Build meaningful PdM routes
When it comes to building meaningful PdM routes for hydraulic equipment, we first must understand how these systems are supposed to operate and how they can fail to perform their intended function in a circuit, down to the component level. To paraphrase one industry rule of thumb, a clear operating context forms the basis for all of a plant’s reliability efforts.
The schematic in Fig. 2 details a typical operating context and how it applies to hydraulic-system reliability and service life. Let’s consider one item in the circuit—the hydraulic cylinder—in terms of predictive maintenance. It’s been designed to extend 12 in. in 8 sec., using 3 gal./min. (gpm) of pump flow, and operate at 1,200 psi. These design parameters represent four things that can be measured, trended, and compared to a target during this one machine function.
In the above scenario, what would be considered a functional failure and how could we measure it?
The hydraulic cylinder doesn’t extend at all, due to lack of pump flow to the cylinder, which is caused by an improperly set relief valve, allowing the pump flow to return to the reservoir. The situation could be a result of an operator adjusting the system’s relief valve to a setting below the 1,200 psi required to move the load and, thus, changing the entire machine operation.

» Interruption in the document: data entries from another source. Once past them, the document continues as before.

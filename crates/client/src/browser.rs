//! Remote directory navigation.
//!
//! [`DirectoryBrowser`] keeps the currently browsed path and turns
//! navigation actions into browse requests. A failed request never
//! moves the browser; the error is kept as the listing so the operator
//! can retry or go elsewhere.

use std::sync::Arc;

use seqconv_core::browse::{BrowseEntry, BrowsePath};

use crate::api::ConverterBackend;

/// What the listing area currently shows.
#[derive(Debug, Clone, PartialEq)]
pub enum Listing {
    NotLoaded,
    Entries(Vec<BrowseEntry>),
    Failed(String),
}

pub struct DirectoryBrowser {
    backend: Arc<dyn ConverterBackend>,
    current: BrowsePath,
    listing: Listing,
}

impl DirectoryBrowser {
    pub fn new(backend: Arc<dyn ConverterBackend>) -> Self {
        Self {
            backend,
            current: BrowsePath::parse("."),
            listing: Listing::NotLoaded,
        }
    }

    pub fn current_path(&self) -> &BrowsePath {
        &self.current
    }

    pub fn listing(&self) -> &Listing {
        &self.listing
    }

    /// Start browsing at `start_path`, else `last_known`, else `"."`.
    pub async fn open(&mut self, start_path: &str, last_known: &str) {
        let start = [start_path, last_known]
            .into_iter()
            .map(str::trim)
            .find(|p| !p.is_empty())
            .unwrap_or(".");
        self.current = BrowsePath::parse(start);
        self.refresh().await;
    }

    /// Re-list the current path and adopt the server's canonical form.
    pub async fn refresh(&mut self) {
        self.navigate(self.current.to_string()).await;
    }

    /// Descend into `entry`, requesting its path as listed. Files are
    /// ignored.
    pub async fn enter(&mut self, entry: &BrowseEntry) {
        if !entry.is_directory {
            return;
        }
        self.navigate(entry.path.clone()).await;
    }

    /// Go to the parent directory; from a single segment that is the
    /// root. At the root this does nothing and issues no request.
    pub async fn up(&mut self) {
        let Some(parent) = self.current.parent() else {
            return;
        };
        self.navigate(parent.to_string()).await;
    }

    /// The chosen directory.
    pub fn select(&self) -> String {
        self.current.to_string()
    }

    /// List `requested`; only a successful listing moves the browser.
    async fn navigate(&mut self, requested: String) {
        match self.backend.browse(&requested).await {
            Ok(result) => {
                tracing::debug!(
                    requested = %requested,
                    current_path = %result.current_path,
                    entries = result.entries.len(),
                    "Directory listed",
                );
                self.current = BrowsePath::parse(&result.current_path);
                self.listing = Listing::Entries(result.entries);
            }
            Err(e) => {
                tracing::warn!(path = %requested, error = %e, "Browse failed");
                self.listing = Listing::Failed(e.to_string());
            }
        }
    }
}
#![allow(dead_code)]

use std::collections::HashMap;
use std::sync::atomic::{AtomicBool, AtomicUsize, Ordering};
use std::sync::{Arc, Mutex};

use axum::extract::ws::{Message, WebSocket, WebSocketUpgrade};
use axum::extract::{Query, State};
use axum::http::StatusCode;
use axum::response::{IntoResponse, Response};
use axum::routing::{get, post};
use axum::{Json, Router};
use serde_json::{json, Value};

/// Frames one status-channel connection receives.
#[derive(Debug, Clone)]
pub struct WsSession {
    pub frames: Vec<String>,
    /// Close the connection after the frames instead of holding it open.
    pub close_after: bool,
}

impl WsSession {
    pub fn closing(frames: &[&str]) -> Self {
        Self {
            frames: frames.iter().map(|f| f.to_string()).collect(),
            close_after: true,
        }
    }

    pub fn held_open(frames: &[&str]) -> Self {
        Self {
            frames: frames.iter().map(|f| f.to_string()).collect(),
            close_after: false,
        }
    }
}

/// Shared state of the fake backend, inspected by the tests.
#[derive(Default)]
pub struct FakeState {
    pub settings: Mutex<Value>,
    pub converts: Mutex<Vec<Value>>,
    pub cancels: AtomicUsize,
    pub cleanups: AtomicUsize,
    /// When set, `/api/convert` answers 400 like a busy backend.
    pub busy: AtomicBool,
    pub ws_connections: AtomicUsize,
    /// Script per connection, by connection index. Connections past the
    /// end of the script get no frames and are held open.
    pub ws_script: Mutex<Vec<WsSession>>,
}

pub struct FakeServer {
    pub api_url: String,
    pub ws_url: String,
    pub state: Arc<FakeState>,
}

/// Start an in-process fake conversion backend on `127.0.0.1:0`.
pub async fn spawn_fake_backend(ws_script: Vec<WsSession>) -> FakeServer {
    let state = Arc::new(FakeState {
        settings: Mutex::new(json!({
            "last_input_folder": "/footage/shotA",
            "codec": "h264",
            "frame_rate": 30,
            "theme": "dark",
        })),
        ws_script: Mutex::new(ws_script),
        ..FakeState::default()
    });

    let app = Router::new()
        .route("/api/settings", get(get_settings).post(save_settings))
        .route("/api/browse", get(browse))
        .route("/api/scan", post(scan))
        .route("/api/convert", post(convert))
        .route("/api/cancel", post(cancel))
        .route("/api/cleanup", post(cleanup))
        .route("/api/deps", get(deps))
        .route("/ws/status", get(status_ws))
        .with_state(Arc::clone(&state));

    let listener = tokio::net::TcpListener::bind("127.0.0.1:0").await.unwrap();
    let addr = listener.local_addr().unwrap();
    tokio::spawn(async move {
        axum::serve(listener, app).await.unwrap();
    });

    FakeServer {
        api_url: format!("http://{addr}"),
        ws_url: format!("ws://{addr}/ws/status"),
        state,
    }
}

fn detail(status: StatusCode, message: &str) -> Response {
    (status, Json(json!({ "detail": message }))).into_response()
}

async fn get_settings(State(state): State<Arc<FakeState>>) -> Json<Value> {
    Json(state.settings.lock().unwrap().clone())
}

async fn save_settings(State(state): State<Arc<FakeState>>, Json(body): Json<Value>) -> Json<Value> {
    *state.settings.lock().unwrap() = body;
    Json(json!({ "status": "success" }))
}

async fn browse(Query(params): Query<HashMap<String, String>>) -> Response {
    let requested = params.get("path").map(String::as_str).unwrap_or(".");
    let current = match requested {
        "" | "." => "/footage",
        "/footage" | "/footage/" => "/footage",
        "/" => "/",
        _ => return detail(StatusCode::NOT_FOUND, "Path not found"),
    };

    let items = if current == "/" {
        json!([{ "name": "footage", "path": "/footage", "is_dir": true }])
    } else {
        json!([
            { "name": "shotA", "path": "/footage/shotA", "is_dir": true },
            { "name": "notes.txt", "path": "/footage/notes.txt", "is_dir": false,
              "size": 12, "extension": ".txt" },
        ])
    };
    let parent = if current == "/" { Value::Null } else { json!("/") };

    Json(json!({
        "current_path": current,
        "parent_path": parent,
        "items": items,
    }))
    .into_response()
}

async fn scan(Json(body): Json<Value>) -> Response {
    match body.get("path").and_then(Value::as_str) {
        None | Some("") => detail(StatusCode::BAD_REQUEST, "Path required"),
        Some("/footage/shotA") => Json(json!([{
            "head": "shotA.",
            "tail": ".exr",
            "padding": 4,
            "start": 1001,
            "end": 1240,
            "count": 240,
            "pattern": "shotA.%04d.exr",
            "range_string": "1001-1240",
        }]))
        .into_response(),
        Some(_) => Json(json!([])).into_response(),
    }
}

async fn convert(State(state): State<Arc<FakeState>>, Json(body): Json<Value>) -> Response {
    if state.busy.load(Ordering::SeqCst) {
        return detail(StatusCode::BAD_REQUEST, "A job is already running");
    }
    state.converts.lock().unwrap().push(body);
    Json(json!({ "status": "started" })).into_response()
}

async fn cancel(State(state): State<Arc<FakeState>>) -> Json<Value> {
    state.cancels.fetch_add(1, Ordering::SeqCst);
    Json(json!({ "status": "cancelling" }))
}

async fn cleanup(State(state): State<Arc<FakeState>>) -> Json<Value> {
    state.cleanups.fetch_add(1, Ordering::SeqCst);
    Json(json!({ "status": "cleanup_triggered" }))
}

async fn deps() -> Json<Value> {
    Json(json!({
        "ok": false,
        "issues": ["oiiotool not found in PATH"],
        "details": { "ffmpeg": "ffmpeg version 6.1" },
    }))
}

async fn status_ws(ws: WebSocketUpgrade, State(state): State<Arc<FakeState>>) -> Response {
    ws.on_upgrade(move |socket| serve_status(socket, state))
}

async fn serve_status(mut socket: WebSocket, state: Arc<FakeState>) {
    let index = state.ws_connections.fetch_add(1, Ordering::SeqCst);
    let session = state.ws_script.lock().unwrap().get(index).cloned();

    if let Some(session) = session {
        for frame in session.frames {
            if socket.send(Message::Text(frame.into())).await.is_err() {
                return;
            }
        }
        if session.close_after {
            let _ = socket.send(Message::Close(None)).await;
            return;
        }
    }

    // Hold the connection until the client goes away.
    while let Some(Ok(_)) = socket.recv().await {}
}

As shown in Fig. 2, if a flow meter is installed on the discharge of the hydraulic pump and another flow meter installed on the return line of the relief valve to the reservoir, we can instantly see where oil is going. Without such monitoring devices, we play a guessing game with regard to a very simple problem that could result in many hours of downtime.
With effective PdM routes, during normal operation, a quick look at the pump-discharge flow meter would allow personnel to know whether the required pump discharge flow of 3 gpm is actually leaving the unit. Any variance in this number should prompt use of other monitoring devices to identify the root cause and develop a plan to deal with the problem before a component failure occurs. After all, decreased pump-discharge flow could have many causes, including the previously mentioned restriction on the pump inlet (cavitation). Monitoring can be done with a vacuum gauge located at the pump inlet. (Many people are unaware that a strainer/filter is typically located in the reservoir at the pump inlet. As the strainer becomes clogged over time from normal wear and debris, the vacuum pressure will rise, showing a potential problem.)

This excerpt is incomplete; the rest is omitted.